Credo che non lo sia per molti parlanti, purtroppo. La differenza fra i pronomi personali di terza persona _gli_ e _le_ al dativo manca non solo nei dialetti  italiani ma in tutte le lingue romanze maggiori.
Caratteristica dell'italiano è anche il participio passato collegato direttamente ad un pronome: _dettogli; mangiatele; parlatole, incontratolo_, ecc. Basta notare lo stupore con cui certi spagnoli accolgono queste costruzioni. A quanto pare anche per molti italiani non sono così naturali, eppure s'incontrano frequentemente in libri, giornali ed anche su Internet.


----------



## francisgranada

Olaszinhok said:


> ..... Non uso mezzi termini.


Ciao, Olaszinho. Cosa sono i "mezzi termini"?  ... 





bearded said:


> .... È  influenzato anche dal fatto che molti dialetti italiani non fanno distinzione tra il pronome maschile e quello femminile al 'dativo'  (ad es. ''gli/le dico'': bolognese _ai dégg, _veneto _ghe digo, _romanesco _je digo..._) ....

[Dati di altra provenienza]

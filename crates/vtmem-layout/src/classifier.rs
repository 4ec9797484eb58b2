use crate::{error::LayoutError, layout::InstanceLayout, LayoutEngine};
use tracing::warn;
use vtmem_types::{FieldDescriptor, FieldType, TypeDescriptor};
use vtmem_utils::sync::Arc;

impl LayoutEngine {
    /// Whether `field` stores its value inline. Fails on a missing field.
    ///
    /// A field is flattened when field flattening is enabled, the field is
    /// null-restricted, and its declared type is a flattenable value type whose
    /// payload fits the threshold.
    pub fn is_flattened(&self, field: Option<&FieldDescriptor>) -> Result<bool, LayoutError> {
        let field = field.ok_or(LayoutError::NullArgument("field"))?;
        Ok(self.flattened_payload(field)?.is_some())
    }

    /// Payload layout of a flattened field, `None` when the field is boxed or
    /// primitive.
    pub(crate) fn flattened_payload(
        &self,
        field: &FieldDescriptor,
    ) -> Result<Option<Arc<InstanceLayout>>, LayoutError> {
        let config = self.config();
        if !config.field_flattening_enabled() || !field.null_restricted {
            return Ok(None);
        }
        let FieldType::Reference(target) = field.field_type else {
            return Ok(None);
        };
        if target == field.owner {
            return Ok(None);
        }
        let target = self.registry().get(target)?;
        if !target.is_value_type() || !target.flattenable {
            return Ok(None);
        }
        let payload = self.instance_layout(&target)?;
        Ok((payload.data_size <= config.flattening_threshold).then_some(payload))
    }

    /// Whether elements of array type `ty` are stored inline. `false` for
    /// `None` and for non-array types.
    pub fn is_flattened_array(&self, ty: Option<&TypeDescriptor>) -> bool {
        let Some((element, null_restricted)) = ty.and_then(|t| t.element()) else {
            return false;
        };
        if !self.config().array_flattening || !null_restricted {
            return false;
        }
        match self.registry().get(element) {
            Ok(element) => element.is_value_type() && element.flattenable,
            Err(e) => {
                warn!("array element of {:?} did not resolve: {}", ty.map(|t| &t.name), e);
                false
            }
        }
    }
}
use crate::header::{ArrayHeaderShape, ObjectHeaderShape};
use enum_dispatch::enum_dispatch;
use serde::Serialize;
use std::ops::Range;
use vtmem_types::{FieldDescriptor, Primitive};
use vtmem_utils::{sync::Arc, ByteOffset, TypeId};

#[enum_dispatch]
pub trait HasLayout {
    /// Bytes the node occupies inside its container.
    fn size(&self) -> usize;
    fn alignment(&self) -> usize;
}

/// Storage of a single field or array element.
#[enum_dispatch(HasLayout)]
#[derive(Clone, Debug, PartialEq)]
pub enum LayoutManager {
    Scalar,
    ReferenceSlot,
    FlatValue,
}

impl LayoutManager {
    pub fn is_flattened(&self) -> bool {
        matches!(self, LayoutManager::FlatValue(_))
    }

    /// Bytes actually read and written by an access. For a flattened value this
    /// is the payload without the trailing slot padding.
    pub fn access_size(&self) -> usize {
        match self {
            LayoutManager::Scalar(s) => s.size(),
            LayoutManager::ReferenceSlot(r) => r.width,
            LayoutManager::FlatValue(v) => v.value.data_size,
        }
    }

    pub fn type_tag(&self) -> &'static str {
        match self {
            LayoutManager::Scalar(Scalar(p)) => match p {
                Primitive::Boolean => "bool",
                Primitive::Byte => "i8",
                Primitive::Char => "u16",
                Primitive::Short => "i16",
                Primitive::Int => "i32",
                Primitive::Float => "f32",
                Primitive::Long => "i64",
                Primitive::Double => "f64",
            },
            LayoutManager::ReferenceSlot(_) => "ref",
            LayoutManager::FlatValue(_) => "flat",
        }
    }
}

#[derive(Copy, Clone, Debug, PartialEq)]
pub struct Scalar(pub Primitive);

impl HasLayout for Scalar {
    fn size(&self) -> usize {
        self.0.size()
    }

    fn alignment(&self) -> usize {
        self.0.alignment()
    }
}

/// A reference slot holding a heap handle; `target` is the declared type.
#[derive(Copy, Clone, Debug, PartialEq)]
pub struct ReferenceSlot {
    pub target: TypeId,
    pub width: usize,
}

impl HasLayout for ReferenceSlot {
    fn size(&self) -> usize {
        self.width
    }

    fn alignment(&self) -> usize {
        self.width
    }
}

/// A value payload stored inline in its container.
#[derive(Clone, Debug, PartialEq)]
pub struct FlatValue {
    pub value: Arc<InstanceLayout>,
    pub slot_size: usize,
    pub slot_alignment: usize,
}

impl HasLayout for FlatValue {
    fn size(&self) -> usize {
        self.slot_size
    }

    fn alignment(&self) -> usize {
        self.slot_alignment
    }
}

#[derive(Clone, Debug, PartialEq)]
pub struct FieldLayout {
    pub field: FieldDescriptor,
    /// Offset from the start of the data area.
    pub position: usize,
    /// Offset from the start of the object, header included.
    pub offset: ByteOffset,
    pub layout: LayoutManager,
}

impl FieldLayout {
    pub fn as_range(&self) -> Range<usize> {
        self.offset.as_usize()..self.offset.as_usize() + self.layout.size()
    }

    pub fn is_flattened(&self) -> bool {
        self.layout.is_flattened()
    }
}

/// Layout of a value or identity type, both as a boxed object and as the
/// payload it contributes when flattened.
#[derive(Clone, Debug, PartialEq)]
pub struct InstanceLayout {
    pub type_id: TypeId,
    pub name: String,
    pub is_value: bool,
    pub header: ObjectHeaderShape,
    pub data_size: usize,
    /// Largest field alignment, `1` without fields.
    pub alignment: usize,
    /// Fields in placement order.
    pub fields: Vec<FieldLayout>,
    /// Size of a boxed instance.
    pub size: usize,
}

impl InstanceLayout {
    pub fn header_size(&self) -> usize {
        self.header.size
    }

    pub fn data_offset(&self) -> ByteOffset {
        ByteOffset(self.header.size)
    }

    pub fn field(&self, name: &str) -> Option<&FieldLayout> {
        self.fields.iter().find(|f| f.field.name == name)
    }

    /// The field starting at `offset`. Zero-sized fields may share an offset
    /// with a neighbour; the non-empty one wins.
    pub fn field_at(&self, offset: ByteOffset) -> Option<&FieldLayout> {
        let mut at_offset = self.fields.iter().filter(|f| f.offset == offset);
        let first = at_offset.next()?;
        if first.layout.access_size() > 0 {
            return Some(first);
        }
        at_offset
            .find(|f| f.layout.access_size() > 0)
            .or(Some(first))
    }
}

#[derive(Clone, Debug, PartialEq)]
pub struct ArrayLayout {
    pub type_id: TypeId,
    pub name: String,
    pub element: TypeId,
    pub header: ArrayHeaderShape,
    pub stride: usize,
    pub element_layout: LayoutManager,
}

impl ArrayLayout {
    pub fn is_flattened(&self) -> bool {
        self.element_layout.is_flattened()
    }

    pub fn base_offset(&self) -> ByteOffset {
        ByteOffset(self.header.size)
    }

    pub fn element_offset(&self, index: usize) -> ByteOffset {
        self.base_offset() + index * self.stride
    }

    /// Total object size, `None` on overflow.
    pub fn size(&self, length: usize) -> Option<usize> {
        length
            .checked_mul(self.stride)
            .and_then(|data| data.checked_add(self.header.size))
    }

    /// Index of the element starting at `offset` in an array of `length`.
    /// Elements of a zero-stride array all live at the base offset.
    pub fn index_at(&self, offset: ByteOffset, length: usize) -> Option<usize> {
        let relative = offset.checked_sub(self.base_offset())?.as_usize();
        if self.stride == 0 {
            return (relative == 0 && length > 0).then_some(0);
        }
        let index = relative / self.stride;
        (relative % self.stride == 0 && index < length).then_some(index)
    }
}

#[derive(Clone, Debug, PartialEq)]
pub enum ObjectLayout {
    Instance(Arc<InstanceLayout>),
    Array(Arc<ArrayLayout>),
}

impl ObjectLayout {
    pub fn header_size(&self) -> usize {
        match self {
            ObjectLayout::Instance(i) => i.header.size,
            ObjectLayout::Array(a) => a.header.size,
        }
    }
}

/// Serializable summary of one field, for tooling output.
#[derive(Clone, Debug, PartialEq, Serialize)]
pub struct FieldSummary {
    pub name: String,
    pub offset: usize,
    pub size: usize,
    pub kind: &'static str,
    pub flattened: bool,
}

impl From<&FieldLayout> for FieldSummary {
    fn from(f: &FieldLayout) -> Self {
        Self {
            name: f.field.name.clone(),
            offset: f.offset.as_usize(),
            size: f.layout.size(),
            kind: f.layout.type_tag(),
            flattened: f.is_flattened(),
        }
    }
}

Ciao bearded! Grazie, la situazione nei dialetti ci spiega (abbastanza bene) la tendenza di cui stiamo parlando.


----------



## bearded

zipp404 said:


> Grazie!


Pr ego!!

----------------
Ciao, francis! Non c'è di che. 


francisgranada said:


> Cosa sono i "mezzi termini"?


(Spero che Olaszinhok sarà d'accordo):  ''non usare mezzi termini'' è un modo di dire al posto di ''esprimere la totalità di quello che si pensa, senza limitazioni''.  Un po' come ''parlare senza peli sulla lingua''.


----------



## Olaszinhok

francisgranada said:


> Cosa sono i "mezzi termini"?


Ciao Francis,
oltre a ciò che ha già esposto Bearded, ti aggiungo anche questa spiegazione del Treccani*:
senza mezzi termini *[usando parole decise, non attenuate o equivoche: _rispondere senza mezzi t._] ≈ (_fam_.) a brutto muso, a chiare (_o_ a tutte) lettere, apertamente, chiaramente, esplicitamente, francamente. 
Le espressioni idiomatiche possono essere:
senza mezzi termini;
non usare mezzi termini;
parlare senza  mezzi termini, ecc.


----------



## lorenzos

Mi scuso se aggiungo: termine = parola, e infatti
senza mezzi termini = senza mezze parole.


----------



## bearded

lorenzos said:


> Mi scuso se aggiungo: termine = parola, e infatti
> senza mezzi termini = senza mezze parole.


  Il significato originario è proprio quello. Ottima aggiunta!


----------



## francisgranada

Grazie Bearded, Olaszinho e Lorenzos (faccio fatica a scrivere _bearded e lorenzos _con minuscola iniziale e _Oliszinhok _al plurale ungherese  ). No problem, ve lo dico solo per alleggerire un po' la nostra vita ....

Tornando alla mia domanda originale, tutto ok, il mio "problema" era che la parola italiana "mezzo" ha un sacco di signigficati. (Non so bene perché, ma qui aspetterei piuttosto "senza termini mezzi" invece di "senza mezzi termini" .... Forse mi sbaglio, ma qui ci fermiamo per non essere OT.)  





lorenzos said:


> Mi scuso se aggiungo: termine = parola, e infatti
> senza mezzi termini = senza mezze parole.


Chiaro.


----------



## bearded

francisgranada said:


> aspetterei piuttosto "senza termini mezzi"


L'aggettivo ''mezzo'' (come attributo) in italiano sta praticamente sempre prima del suo sostantivo (mezza fettina, mezzo chilo, 'mezza verità'...).


----------